- _ACTIVITY_: Your answer must consist solely of the line containing "Self::default()" and each line after it through the end of the data, copied exactly.
BEGIN RECORDS PROVIDED
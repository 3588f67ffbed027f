//! Stack of effective contexts for one directive pass.

use wpi_store::{Map, merged};

static EMPTY: Map = Map::new();

/// Effective contexts of the enclosing interactive elements.
///
/// Each frame holds the full effective context (the declared mapping
/// deep-merged over its parent's), so lookups never walk the stack.
///
/// # Example
///
/// ```
/// use wpi_directives::ContextStack;
/// use wpi_store::{Map, Value};
///
/// let mut stack = ContextStack::new();
/// stack.push(Map::from([("myText".to_owned(), Value::from("level-1"))]));
/// stack.push(Map::from([("myText".to_owned(), Value::from("level-2"))]));
/// assert_eq!(stack.current().get("myText"), Some(&Value::from("level-2")));
///
/// stack.pop();
/// assert_eq!(stack.current().get("myText"), Some(&Value::from("level-1")));
/// ```
#[derive(Clone, Debug, Default)]
pub struct ContextStack {
    frames: Vec<Map>,
}

impl ContextStack {
    #[must_use]
    pub fn new() -> Self {
        Self::default()
    }

    /// Push `declared` merged over the current effective context.
    pub fn push(&mut self, declared: Map) {
        let effective = merged(self.current(), declared);
        self.frames.push(effective);
    }

    /// Drop the innermost frame, returning it.
    pub fn pop(&mut self) -> Option<Map> {
        self.frames.pop()
    }

    /// Innermost effective context; empty when the stack is empty.
    #[must_use]
    pub fn current(&self) -> &Map {
        self.frames.last().unwrap_or(&EMPTY)
    }

    #[must_use]
    pub fn depth(&self) -> usize {
        self.frames.len()
    }

    #[must_use]
    pub fn is_empty(&self) -> bool {
        self.frames.is_empty()
    }
}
END RECORDS PROVIDED
- _EXERCISE RESULT_:
        Self::default()
    }

    /// Push `declared` merged over the current effective context.
    pub fn push(&mut self, declared: Map) {
        let effective = merged(self.current(), declared);
        self.frames.push(effective);
    }

    /// Drop the innermost frame, returning it.
    pub fn pop(&mut self) -> Option<Map> {
        self.frames.pop()
    }

    /// Innermost effective context; empty when the stack is empty.
    #[must_use]
    pub fn current(&self) -> &Map {
        self.frames.last().unwrap_or(&EMPTY)
    }

    #[must_use]
    pub fn depth(&self) -> usize {
        self.frames.len()
    }

    #[must_use]
    pub fn is_empty(&self) -> bool {
        self.frames.is_empty()
    }
}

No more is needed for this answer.